Does Ketamine Therapy Get You High?

Ketamine therapy is becoming an increasingly common treatment option for those suffering from mental health conditions such as depression, anxiety, and PTSD. Ketamine, which was originally developed as an anesthetic, is now being used in low doses to treat these conditions. However, one question that many people have is whether or not ketamine therapy gets you “high.” In this blog post, we’ll explore the answer to this question and provide some additional information about ketamine therapy.

First and foremost, it’s important to note that therapeutic ketamine does not “get you high”, but rather produces an opportunity for internal reflection and growth through not only the psychomimetic or psychedelic effect, but also through the biochemical potential created by ketamine.

The term “getting high” implies a recreational event, rather than a therapeutic experience with a goal of improving one’s life. Set and setting are a large part of the transformational aspect of our care; this is essential in order to have a productive healing experience and includes mindful intentions, having access to a trained care team, and access to tools that can aid in deepening one’s experience.

While ketamine is classified as a dissociative drug and can produce hallucinations and other altered states of consciousness, the doses used in ketamine therapy are much lower than those used recreationally. In fact, the doses used in ketamine therapy are often referred to as sub-anesthetic doses, meaning that they are not strong enough to induce anesthesia or produce the intense sedative effects associated with higher doses of ketamine. Many clients who have utilized ketamine have reported an incredibly internal experience; rather than a visual experience in the external world, our clients describe a deep look into oneself and an exploration of their inner world.

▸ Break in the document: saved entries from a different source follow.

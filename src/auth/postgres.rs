use super::password::{generate_token, hash_password, verify_password, DEFAULT_COST};
use super::{normalize_email, AuthError, AuthSession, CredentialProvider};
use crate::executor::{StoreError, StoreExecutor};
use crate::model::CredentialId;
use crate::query::value_conversion::with_converted_params;
use crate::schema::CensusTable;
use crate::store::rows::column;
use chrono::Utc;
use sea_query::{Expr, ExprTrait, OnConflict, PostgresQueryBuilder, Query};
use uuid::Uuid;

/// Credential provider over the `auth_credentials` / `auth_sessions` tables.
pub struct PgCredentials<E: StoreExecutor> {
    executor: E,
    cost: u32,
}

impl<E: StoreExecutor> PgCredentials<E> {
    pub fn new(executor: E) -> Self {
        Self::with_cost(executor, DEFAULT_COST)
    }

    /// Hash new passwords with bcrypt work factor `cost`.
    pub fn with_cost(executor: E, cost: u32) -> Self {
        Self { executor, cost }
    }

    pub fn executor(&self) -> &E {
        &self.executor
    }

    fn run(&self, (sql, values): (String, sea_query::Values)) -> Result<u64, StoreError> {
        with_converted_params(&values, |params| self.executor.execute(&sql, params))
    }

    /// (credential_id, bcrypt hash) for one credential.
    fn stored_secret(
        &self,
        filter_column: &'static str,
        value: Expr,
    ) -> Result<Option<(CredentialId, String)>, AuthError> {
        let (sql, values) = Query::select()
            .columns(["credential_id", "password_hash"])
            .from(CensusTable::AuthCredentials.name())
            .and_where(Expr::col(filter_column).eq(value))
            .build(PostgresQueryBuilder);
        let row = with_converted_params(&values, |params| self.executor.query_opt(&sql, params))?;
        row.map(|row| -> Result<_, StoreError> {
            Ok((
                column(&row, "credential_id")?,
                column(&row, "password_hash")?,
            ))
        })
        .transpose()
        .map_err(AuthError::from)
    }
}

impl<E: StoreExecutor> CredentialProvider for PgCredentials<E> {
    fn sign_up(&self, email: &str, password: &str) -> Result<CredentialId, AuthError> {
        let email = normalize_email(email);
        let id = Uuid::new_v4();
        let hash = hash_password(password, self.cost)?;

        let statement = Query::insert()
            .into_table(CensusTable::AuthCredentials.name())
            .columns([
                "credential_id",
                "email",
                "password_hash",
                "created_at",
            ])
            .values([
                Expr::val(id),
                Expr::val(email.clone()),
                Expr::val(hash),
                Expr::val(Utc::now()),
            ])
            .map_err(|e| AuthError::Other(e.to_string()))?
            .on_conflict(OnConflict::column("email").do_nothing().to_owned())
            .build(PostgresQueryBuilder);

        if self.run(statement)? == 0 {
            return Err(AuthError::DuplicateEmail(email));
        }
        log::debug!("credential {id} created");
        Ok(id)
    }

    fn sign_in(&self, email: &str, password: &str) -> Result<AuthSession, AuthError> {
        let email = normalize_email(email);
        let (id, hash) = self
            .stored_secret("email", Expr::val(email))?
            .ok_or(AuthError::InvalidCredentials)?;
        if !verify_password(password, &hash) {
            return Err(AuthError::InvalidCredentials);
        }

        let session = AuthSession {
            token: generate_token(),
            credential_id: id,
            created_at: Utc::now(),
        };
        let statement = Query::insert()
            .into_table(CensusTable::AuthSessions.name())
            .columns(["token", "credential_id", "created_at"])
            .values([
                Expr::val(session.token.clone()),
                Expr::val(session.credential_id),
                Expr::val(session.created_at),
            ])
            .map_err(|e| AuthError::Other(e.to_string()))?
            .build(PostgresQueryBuilder);
        self.run(statement)?;
        Ok(session)
    }

    fn sign_out(&self, token: &str) -> Result<(), AuthError> {
        let statement = Query::delete()
            .from_table(CensusTable::AuthSessions.name())
            .and_where(Expr::col("token").eq(token))
            .build(PostgresQueryBuilder);
        self.run(statement)?;
        Ok(())
    }

    fn current_user(&self, token: &str) -> Result<Option<CredentialId>, AuthError> {
        let (sql, values) = Query::select()
            .column("credential_id")
            .from(CensusTable::AuthSessions.name())
            .and_where(Expr::col("token").eq(token))
            .build(PostgresQueryBuilder);
        let row = with_converted_params(&values, |params| self.executor.query_opt(&sql, params))?;
        Ok(row
            .map(|row| column::<CredentialId>(&row, "credential_id"))
            .transpose()?)
    }

    fn change_password(
        &self,
        id: CredentialId,
        current_password: &str,
        new_password: &str,
    ) -> Result<(), AuthError> {
        let (_, hash) = self
            .stored_secret("credential_id", Expr::val(id))?
            .ok_or(AuthError::UnknownCredential(id))?;
        if !verify_password(current_password, &hash) {
            return Err(AuthError::InvalidCredentials);
        }

        let new_hash = hash_password(new_password, self.cost)?;
        let statement = Query::update()
            .table(CensusTable::AuthCredentials.name())
            .value("password_hash", new_hash)
            .and_where(Expr::col("credential_id").eq(id))
            .build(PostgresQueryBuilder);
        self.run(statement)?;
        Ok(())
    }

    fn revoke(&self, id: CredentialId) -> Result<(), AuthError> {
        // auth_sessions cascades
        let statement = Query::delete()
            .from_table(CensusTable::AuthCredentials.name())
            .and_where(Expr::col("credential_id").eq(id))
            .build(PostgresQueryBuilder);
        self.run(statement)?;
        log::info!("credential {id} revoked");
        Ok(())
    }
}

That being said, it’s not uncommon for those undergoing ketamine therapy to experience mild dissociative effects. Some people describe feeling a sense of detachment from their body or surroundings, while others report experiencing mild hallucinations or visual distortions. These effects are generally short-lived and wear off within a few hours of the session. It’s also worth noting that not everyone experiences dissociative effects during ketamine therapy, and that the effects can vary from person to person.

The effects of ketamine therapy are not just limited to dissociation or altered states of consciousness. Ketamine has been shown to have a profound impact on the brain and can help to regulate mood, reduce anxiety, and alleviate symptoms of depression. There are several theories regarding the mechanism by which ketamine impacts the brain and allows for therapeutic impact, the strongest theory being ketamine allows for the creation of new neural pathways. These pathways can be thought of as our behavioral patterns, and the patterns we most frequently engage in can be difficult to break away from; therapeutic ketamine and the guidance of a professional provide a choice for folks to create a new pattern. These effects can last for days or even weeks after a single ketamine therapy session.

Ketamine therapy is considered safe when administered by a trained healthcare professional, and the person receiving ketamine has been appropriately assessed. There are some potential side effects to be aware of, such as nausea, dizziness, and changes in blood pressure or heart rate. These side effects are typically mild and short-lived, and most people tolerate ketamine therapy without any issues.

So, does ketamine therapy get you high? The answer is no, not in the traditional sense. While ketamine can produce dissociative and hallucinatory effects, the doses used in ketamine therapy are much lower than what is typically used recreationally. Instead, ketamine therapy is used to alleviate symptoms of depression, anxiety, and PTSD and has been shown to have a profound impact on the brain. If you’re considering ketamine therapy as a treatment option, it’s important to talk to your healthcare provider to determine if it’s right for you.